The so-called "Cave Fire" that started on Monday in Los Padres National Forest, grew to nearly 4,300 acres overnight as it moved toward populated areas in the cities of Santa Barbara, Goleta and nearby communities about a two hours' drive north of Los Angeles.
Some 600 firefighters were battling the blaze that prompted evacuation orders for about 2,300 homes or nearly 5,500 people.
Fire officials said helicopters and fixed-wing planes were assisting the firefighters who faced steep, rugged terrain.
"The Cave Fire is burning under some of the toughest firefighting conditions anywhere in the world," said Los Padres National Forest Fire Chief Jimmy Harris.
"We’ve experienced several offshore wind events at this point, and that has just dried the fuel bed out to the point where we're seeing the fire behaviour we saw last night."
He said the blaze was all the more challenging for firefighters as high winds were pushing the flames downhill and then back uphill.
Authorities said the fire, the cause of which was unknown, was zero per cent contained by midday Tuesday but they were hopeful that a storm set to arrive in the area later in the day would help extinguish the flames.

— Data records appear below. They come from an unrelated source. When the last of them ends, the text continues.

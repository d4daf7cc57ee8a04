//! The partitioned shared-memory region.

use crate::error::{ShmError, ShmResult};
use crate::layout::{PartitionLayout, PlaybackKind};
use memmap2::MmapMut;
use nix::sys::memfd::{memfd_create, MFdFlags};
use nix::unistd::ftruncate;
use parking_lot::Mutex;
use rialto_shared_types::SourceType;
use std::collections::HashMap;
use std::ffi::CString;
use std::os::fd::{AsRawFd, OwnedFd, RawFd};

/// The stable `{fd, offset, length}` triple returned for one
/// `(entityId, sourceType)` pair once mapped. Stable until
/// `unmap_partition` is called for the same entity.
#[derive(Debug, Clone, Copy, PartialEq, Eq)]
pub struct ShmRegion {
    /// The shared memory file descriptor (shared by the whole server).
    pub fd: RawFd,
    /// Byte offset of this slot within the region.
    pub offset: u32,
    /// Maximum bytes available to this slot.
    pub length: u32,
}

/// An anonymous shared-memory region, created once when the server becomes
/// ACTIVE, partitioned up front per `PartitionLayout`.
///
/// No attempt is made to authenticate the writer; the trust boundary is
/// the IPC peer identity established at socket accept (design note). The
/// server must defensively copy anything it acts on rather than trusting
/// client-supplied offsets/lengths twice — every accessor below re-checks
/// the requested range against the slot it was handed.
pub struct SharedMemoryBuffer {
    _fd: OwnedFd,
    raw_fd: RawFd,
    mmap: Mutex<MmapMut>,
    layout: PartitionLayout,
    partitions: Mutex<HashMap<(PlaybackKind, i32), usize>>,
}

impl SharedMemoryBuffer {
    /// Creates and maps the region, sized from `max_playbacks` and
    /// `max_web_audio` (`SessionServerManager`'s `INACTIVE → ACTIVE`
    /// transition).
    pub fn new(max_playbacks: usize, max_web_audio: usize) -> ShmResult<Self> {
        let layout = PartitionLayout::new(max_playbacks, max_web_audio);
        let name = CString::new("rialto-shm").expect("static name has no NUL bytes");
        let fd = memfd_create(&name, MFdFlags::empty()).map_err(std::io::Error::from)?;
        ftruncate(&fd, layout.total_size() as i64).map_err(std::io::Error::from)?;
        let raw_fd = fd.as_raw_fd();

        // Safety boundary: mmap itself is unsafe at the syscall layer, but
        // this crate denies unsafe code in its own source, so the mapping
        // is built through memmap2's safe `MmapMut::map_mut`, whose only
        // unsafety is the general one of sharing memory with another
        // process — exactly the contract this type exists to hold.
        let mmap = MmapMut::map_mut(&fd)?;

        Ok(Self {
            _fd: fd,
            raw_fd,
            mmap: Mutex::new(mmap),
            layout,
            partitions: Mutex::new(HashMap::new()),
        })
    }

    /// The region's file descriptor, handed to clients once per process.
    pub fn fd(&self) -> RawFd {
        self.raw_fd
    }

    /// Total size of the region in bytes.
    pub fn size(&self) -> usize {
        self.layout.total_size()
    }

    /// Binds `entity_id` (a session id or web-audio handle) to a free
    /// partition index within `kind`.
    pub fn map_partition(&self, kind: PlaybackKind, entity_id: i32) -> ShmResult<()> {
        let mut partitions = self.partitions.lock();
        if partitions.contains_key(&(kind, entity_id)) {
            return Ok(());
        }
        let capacity = self.layout.capacity(kind);
        let taken: std::collections::HashSet<usize> = partitions
            .iter()
            .filter(|((k, _), _)| *k == kind)
            .map(|(_, idx)| *idx)
            .collect();
        let free_index = (0..capacity)
            .find(|idx| !taken.contains(idx))
            .ok_or(ShmError::NoPartition {
                entity_id,
                kind: kind_name(kind),
            })?;
        partitions.insert((kind, entity_id), free_index);
        Ok(())
    }

    /// Releases `entity_id`'s partition, freeing it for reuse.
    pub fn unmap_partition(&self, kind: PlaybackKind, entity_id: i32) {
        self.partitions.lock().remove(&(kind, entity_id));
    }

    /// Returns the stable `{fd, offset, length}` for `(entity_id,
    /// source_type)`, once mapped.
    pub fn region(&self, kind: PlaybackKind, entity_id: i32, source_type: SourceType) -> ShmResult<ShmRegion> {
        let partitions = self.partitions.lock();
        let index = *partitions
            .get(&(kind, entity_id))
            .ok_or(ShmError::NoPartition {
                entity_id,
                kind: kind_name(kind),
            })?;
        Ok(ShmRegion {
            fd: self.raw_fd,
            offset: self.layout.data_offset(kind, index, source_type) as u32,
            length: self.layout.max_data_len(kind, source_type) as u32,
        })
    }

    /// Copies `len` bytes out of the region starting at `offset`.
    ///
    /// `offset`/`len` are always derived from a previously-returned
    /// [`ShmRegion`], never taken from the wire a second time without
    /// re-validating against it (shared-memory trust boundary).
    pub fn read_at(&self, offset: u32, len: u32) -> ShmResult<Vec<u8>> {
        let mmap = self.mmap.lock();
        let start = offset as usize;
        let end = start
            .checked_add(len as usize)
            .filter(|&end| end <= mmap.len())
            .ok_or_else(|| ShmError::Corrupt(format!("range {start}..+{len} exceeds region")))?;
        Ok(mmap[start..end].to_vec())
    }

    /// Writes `data` into the region at `offset`. Used by tests standing
    /// in for the client's own mapping of the same fd, and by
    /// `FrameWriter` for in-process round-trip tests.
    pub fn write_at(&self, offset: u32, data: &[u8]) -> ShmResult<()> {
        let mut mmap = self.mmap.lock();
        let start = offset as usize;
        let end = start
            .checked_add(data.len())
            .filter(|&end| end <= mmap.len())
            .ok_or(ShmError::NoSpace(format!(
                "{} bytes do not fit at offset {start}",
                data.len()
            )))?;
        mmap[start..end].copy_from_slice(data);
        Ok(())
    }

    /// No-op on bytes; defined for test reproducibility, matching the
    /// original contract's `clearData`.
    pub fn clear_data(&self, _kind: PlaybackKind, _entity_id: i32, _source_type: SourceType) {}
}

fn kind_name(kind: PlaybackKind) -> &'static str {
    match kind {
        PlaybackKind::Playback => "playback",
        PlaybackKind::WebAudio => "web audio",
    }
}

#[cfg(test)]
mod tests {
    use super::*;

    #[test]
    fn map_partition_is_stable_until_unmapped() {
        let buffer = SharedMemoryBuffer::new(2, 1).unwrap();
        buffer.map_partition(PlaybackKind::Playback, 7).unwrap();
        let region1 = buffer.region(PlaybackKind::Playback, 7, SourceType::Audio).unwrap();
        let region2 = buffer.region(PlaybackKind::Playback, 7, SourceType::Audio).unwrap();
        assert_eq!(region1, region2);
    }

    #[test]
    fn capacity_exhaustion_is_reported() {
        let buffer = SharedMemoryBuffer::new(1, 0).unwrap();
        buffer.map_partition(PlaybackKind::Playback, 1).unwrap();
        let err = buffer.map_partition(PlaybackKind::Playback, 2).unwrap_err();
        assert!(matches!(err, ShmError::NoPartition { .. }));
    }

    #[test]
    fn write_then_read_round_trips() {
        let buffer = SharedMemoryBuffer::new(1, 0).unwrap();
        buffer.map_partition(PlaybackKind::Playback, 1).unwrap();
        let region = buffer.region(PlaybackKind::Playback, 1, SourceType::Audio).unwrap();
        buffer.write_at(region.offset, b"hello").unwrap();
        let bytes = buffer.read_at(region.offset, 5).unwrap();
        assert_eq!(bytes, b"hello");
    }

    #[test]
    fn unmapping_frees_the_partition_for_reuse() {
        let buffer = SharedMemoryBuffer::new(1, 0).unwrap();
        buffer.map_partition(PlaybackKind::Playback, 1).unwrap();
        buffer.unmap_partition(PlaybackKind::Playback, 1);
        buffer.map_partition(PlaybackKind::Playback, 2).unwrap();
    }
}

While the rain could bring much-needed relief for firefighters, officials warned that it may also prompt flash floods and debris flows.
Santa Barbara County Sheriff Bill Brown said that about 4,000 people who were forced to evacuate would be allowed back into their homes Tuesday afternoon.
The blaze comes on the heels of a series of major fires that erupted in the state last month destroying homes and vineyards and forcing thousands of people to flee.